Performance benchmarks of different Readers that can be used off-the-shelf in Haystack. Some models are geared towards speed, while others are more performance-focused. Accuracy is measured as F1 score and speed as passages/sec (with passages of 384 tokens). Each Reader is benchmarked using the SQuAD v2.0 development set, which contains 11866 question answer pairs. When tokenized using the BERT tokenizer and split using a sliding window approach, these become 12350 passages that are passed into the model. We set max_seq_len=384 and doc_stride=128. These benchmarking tests are run using an AWS p3.2xlarge instance with a Nvidia V100 GPU with this script.
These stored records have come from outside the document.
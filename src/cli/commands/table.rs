//! Table command: print the aggregated per-region table

use crate::app::Runtime;
use crate::render::{render_table, TableFormat};
use anyhow::Result;
use std::path::PathBuf;

pub async fn run_table_command(
    rosters: &[PathBuf],
    format: TableFormat,
    runtime: &Runtime,
) -> Result<()> {
    let records = super::load_records(rosters, &runtime.config).await?;
    let regions = runtime.pipeline.run(&records);

    let table = render_table(&regions, runtime.pipeline.schema(), format)?;
    print!("{}", table);
    if format == TableFormat::Json {
        println!();
    }
    Ok(())
}
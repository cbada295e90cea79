//! CLI command handlers
//!
//! - Argument parsing structures
//! - Command routing
//! - Command implementations

pub mod args;
pub mod commands;
pub mod router;

pub use args::{Cli, Commands};
pub use router::execute_command;
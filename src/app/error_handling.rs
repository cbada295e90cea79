//! Error handling utilities

use tracing::error;

/// Report a fatal error and exit
///
/// Exit code comes from [`crate::error::Error::exit_code`] when the root
/// error is ours, and is 1 otherwise. With `verbose >= 1` the full context
/// chain is printed.
pub fn handle_fatal_error(error: anyhow::Error, verbose: u8) -> ! {
    use crate::error::Error;

    error!("Fatal error: {:#}", error);
    eprintln!("Error: {error:#}");

    if verbose >= 1 {
        eprintln!("\nError chain:");
        for (i, cause) in error.chain().enumerate() {
            eprintln!("  {}: {}", i, cause);
        }
    }

    let exit_code = error
        .chain()
        .find_map(|cause| cause.downcast_ref::<Error>())
        .map(Error::exit_code)
        .unwrap_or(1);

    std::process::exit(exit_code)
}
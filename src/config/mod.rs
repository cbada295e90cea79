//! Map configuration
//!
//! Every field has a default matching the roster this tool was built for, so
//! a config file only needs to name what differs.

use crate::catalog::RegionCatalog;
use crate::error::{Error, Result};
use crate::pipeline::schema::{default_attributes, AttributeSchema, AttributeSpec};
use crate::roster::RosterLayout;
use directories::ProjectDirs;
use serde::{Deserialize, Serialize};
use std::collections::BTreeMap;
use std::path::PathBuf;

pub mod loader;

pub use loader::ConfigLoader;

/// File name looked up in the working directory
pub const PROJECT_CONFIG_FILE: &str = "territory-map.toml";

/// Directory holding the user-wide `config.toml`
pub fn get_global_config_dir() -> Option<PathBuf> {
    ProjectDirs::from("com", "territory-map", "territory-map")
        .map(|dirs| dirs.config_dir().to_path_buf())
}

#[derive(Debug, Clone, PartialEq, Serialize, Deserialize)]
#[serde(default)]
pub struct MapConfig {
    /// Roster column holding the territory label
    pub label_column: String,
    /// Heading of the region line in display text
    pub region_label: String,
    pub attributes: Vec<AttributeSpec>,
    /// Extra aliases, layered over the built-in table
    pub aliases: BTreeMap<String, String>,
    pub map: MapSettings,
    pub markers: MarkerStyle,
    /// Extra or overriding centroids, `code = [lat, lon]`
    pub centroids: BTreeMap<String, [f64; 2]>,
    pub extra_points: Vec<ExtraPoint>,
    pub extra_markers: MarkerStyle,
}

#[derive(Debug, Clone, PartialEq, Serialize, Deserialize)]
#[serde(default)]
pub struct MapSettings {
    pub title: String,
    pub center: [f64; 2],
    pub zoom: u8,
    /// Preset name (`OpenStreetMap`, `CartoDB positron`, `CartoDB dark_matter`)
    /// or a `{z}/{x}/{y}` URL template
    pub tiles: String,
    pub output: PathBuf,
}

#[derive(Debug, Clone, PartialEq, Serialize, Deserialize)]
#[serde(default)]
pub struct MarkerStyle {
    pub layer_name: String,
    pub radius: u32,
    pub color: String,
    pub fill_opacity: f64,
    pub popup_max_width: u32,
}

/// A free-standing labelled point drawn in its own layer
#[derive(Debug, Clone, PartialEq, Serialize, Deserialize)]
pub struct ExtraPoint {
    pub label: String,
    pub lat: f64,
    pub lon: f64,
}

impl Default for MapConfig {
    fn default() -> Self {
        Self {
            label_column: "State".to_string(),
            region_label: "State".to_string(),
            attributes: default_attributes(),
            aliases: BTreeMap::new(),
            map: MapSettings::default(),
            markers: MarkerStyle::default(),
            centroids: BTreeMap::new(),
            extra_points: Vec::new(),
            extra_markers: MarkerStyle::extra_points(),
        }
    }
}

impl Default for MapSettings {
    fn default() -> Self {
        Self {
            title: "Account Roles Map".to_string(),
            center: [39.5, -98.35],
            zoom: 4,
            tiles: "OpenStreetMap".to_string(),
            output: PathBuf::from("maps_output").join("leaflet_map.html"),
        }
    }
}

impl Default for MarkerStyle {
    fn default() -> Self {
        Self {
            layer_name: "States".to_string(),
            radius: 6,
            color: "#1f77b4".to_string(),
            fill_opacity: 0.9,
            popup_max_width: 350,
        }
    }
}

impl MarkerStyle {
    /// Red city-style markers for `extra_points`
    pub fn extra_points() -> Self {
        Self {
            layer_name: "Cities".to_string(),
            radius: 7,
            color: "#d62728".to_string(),
            fill_opacity: 0.95,
            popup_max_width: 250,
        }
    }
}

impl MapConfig {
    pub fn merge_env_vars(&mut self) {
        if let Ok(output) = std::env::var("TERRITORY_MAP_OUTPUT") {
            if !output.trim().is_empty() {
                self.map.output = PathBuf::from(output);
            }
        }

        if let Ok(tiles) = std::env::var("TERRITORY_MAP_TILES") {
            if !tiles.trim().is_empty() {
                self.map.tiles = tiles;
            }
        }
    }

    /// Reject settings the pipeline or renderer cannot use
    pub fn validate(&self) -> Result<()> {
        if self.label_column.trim().is_empty() {
            return Err(Error::Config("label_column must not be empty".to_string()));
        }

        if self.attributes.is_empty() {
            return Err(Error::Config(
                "at least one attribute must be configured".to_string(),
            ));
        }

        let mut seen = std::collections::HashSet::new();
        for attribute in &self.attributes {
            if attribute.name.trim().is_empty() {
                return Err(Error::Config("attribute name must not be empty".to_string()));
            }
            if !seen.insert(attribute.name.as_str()) {
                return Err(Error::Config(format!(
                    "attribute '{}' is configured more than once",
                    attribute.name
                )));
            }
            if attribute.name == self.label_column {
                return Err(Error::Config(format!(
                    "attribute '{}' is also the label column",
                    attribute.name
                )));
            }
        }

        if !(0.0..=1.0).contains(&self.markers.fill_opacity)
            || !(0.0..=1.0).contains(&self.extra_markers.fill_opacity)
        {
            return Err(Error::Config("fill_opacity must be between 0 and 1".to_string()));
        }

        Ok(())
    }

    pub fn schema(&self) -> AttributeSchema {
        AttributeSchema::new(self.region_label.clone(), self.attributes.clone())
    }

    pub fn layout(&self) -> RosterLayout {
        RosterLayout::new(
            self.label_column.clone(),
            self.attributes.iter().map(|a| a.name.clone()).collect(),
        )
    }

    pub fn catalog(&self) -> RegionCatalog {
        RegionCatalog::with_aliases(&self.aliases)
    }
}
Please note that we are using the FARMReader class rather than the TransformersReader class. Also, the F1 measure that is reported here is in fact calculated on token level, rather than word level as is done in the official SQuAD script.

Retriever Performance

Comparison of the speed and accuracy of different DocumentStore / Retriever combinations on 100k documents. Indexing speed (in docs/sec) refers to how quickly Documents can be inserted into a DocumentStore. Querying speed (in queries/sec) refers to the speed at which the system returns relevant Documents when presented with a query. The dataset used is Wikipedia, split into 100 word passages (from here)). For querying, we use the Natural Questions development set in combination with the wiki passages. The Document Store is populated with the 100 word passages in which the answer spans occur (i.e. gold passages) as well as a random selection of 100 word passages in which the answer spans do not occur (i.e. negative passages). We take a total of 100k gold and negative passages. Query and document embedding are generated by the "facebook/dpr-question_encoder-single-nq-base" and "facebook/dpr-ctx_encoder-single-nq-base" models. The retriever returns 10 candidates and both the recall and mAP scores are calculated on these 10. For FAISS HNSW, we use n_links=128, efSearch=20 and efConstruction=80. We use a cosine similarity function with BM25 retrievers, and dot product with DPR. Both index and query benchmarks are performed on an AWS P3.2xlarge instance which is accelerated by an Nvidia V100 GPU.

Retriever Accuracy

Here you can see how the mean avg. precision (mAP) of the retriever decays as the number of documents increases. The set up is the same as the above querying benchmark except that a varying number of negative documents are used to fill the document store.

Retriever Speed

Here you can see how the query speed of different Retriever / DocumentStore combinations scale as the number of documents increases. The set up is the same as the above querying benchmark except that a varying number of negative documents are used to fill the document store.